# [ABOUT THIS TASK]
In the listing below, repeat exactly every line from the first through the line containing "by the analyzer.", with nothing else.

# [GIVEN RECORDS]
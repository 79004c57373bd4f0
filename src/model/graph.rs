use serde::Deserialize;

use super::kind::NodeKind;

/// Backend-assigned node identifier, unique within one fetched graph.
pub type NodeId = i64;

/// One code entity as emitted by the analyzer.
#[derive(Clone, Debug, PartialEq, Eq, Deserialize)]
#[serde(rename_all = "camelCase")]
pub struct RawNode {
	/// Unique id within the graph.
	pub id: NodeId,
	/// Entity name; for containers, a `/`-separated path.
	#[serde(default)]
	pub name: String,
	/// What the node is.
	#[serde(default)]
	pub kind: NodeKind,
	/// Child ids in declaration order. May name nodes missing from the graph.
	#[serde(default)]
	pub children: Vec<NodeId>,
	/// Doc comment text, empty when absent.
	#[serde(default)]
	pub documentation: String,
	/// Source text of the item, empty when absent.
	#[serde(default, alias = "source_code")]
	pub source_code: String,
}

/// The code-structure document as fetched from the backend.
#[derive(Clone, Debug, PartialEq, Eq, Deserialize)]
pub struct RawGraph {
	/// Id of the entry node.
	pub root: NodeId,
	/// Every node, in backend order.
	#[serde(default)]
	pub nodes: Vec<RawNode>,
}

impl RawGraph {
	/// Parses a graph document.
	pub fn from_json(text: &str) -> Result<Self, serde_json::Error> {
		serde_json::from_str(text)
	}

	/// First node carrying `id`, if any.
	pub fn node(&self, id: NodeId) -> Option<&RawNode> {
		self.nodes.iter().find(|node| node.id == id)
	}

	/// The entry node, if the document actually contains it.
	pub fn root_node(&self) -> Option<&RawNode> {
		self.node(self.root)
	}
}

#[cfg(test)]
mod tests {
	use super::RawGraph;
	use crate::model::NodeKind;

	#[test]
	fn parses_analyzer_output_without_optional_fields() {
		let graph = RawGraph::from_json(
			r#"{
				"root": 0,
				"nodes": [
					{ "id": 0, "name": "demo", "kind": { "module": { "path": "/src/demo" } }, "children": [1], "documentation": "" },
					{ "id": 1, "name": "lib.rs", "kind": { "module": { "path": "/src/demo/lib.rs" } }, "children": [] }
				]
			}"#,
		)
		.expect("graph parses");

		assert_eq!(graph.root, 0);
		assert_eq!(graph.nodes.len(), 2);
		assert_eq!(graph.nodes[0].children, vec![1]);
		assert!(graph.nodes[1].documentation.is_empty());
		assert!(graph.nodes[1].source_code.is_empty());
		assert_eq!(graph.root_node().map(|n| n.name.as_str()), Some("demo"));
	}

	#[test]
	fn unknown_kind_does_not_fail_the_document() {
		let graph = RawGraph::from_json(
			r#"{
				"root": 3,
				"nodes": [
					{ "id": 3, "name": "Thing", "kind": { "externCrate": { "alias": "x" } }, "sourceCode": "extern crate x;" }
				]
			}"#,
		)
		.expect("graph parses");

		let node = graph.node(3).expect("node 3");
		assert_eq!(node.kind, NodeKind::Unknown);
		assert_eq!(node.source_code, "extern crate x;");
	}

	#[test]
	fn missing_root_is_not_an_error() {
		let graph = RawGraph::from_json(r#"{ "root": 9, "nodes": [] }"#).expect("graph parses");
		assert!(graph.root_node().is_none());
	}
}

# [ANSWER TO THE EXERCISE]
repository 79004c57373bd4f0
filename src/model/graph.rs
use serde::Deserialize;

use super::kind::NodeKind;

/// Backend-assigned node identifier, unique within one fetched graph.
pub type NodeId = i64;

/// One code entity as emitted by the analyzer.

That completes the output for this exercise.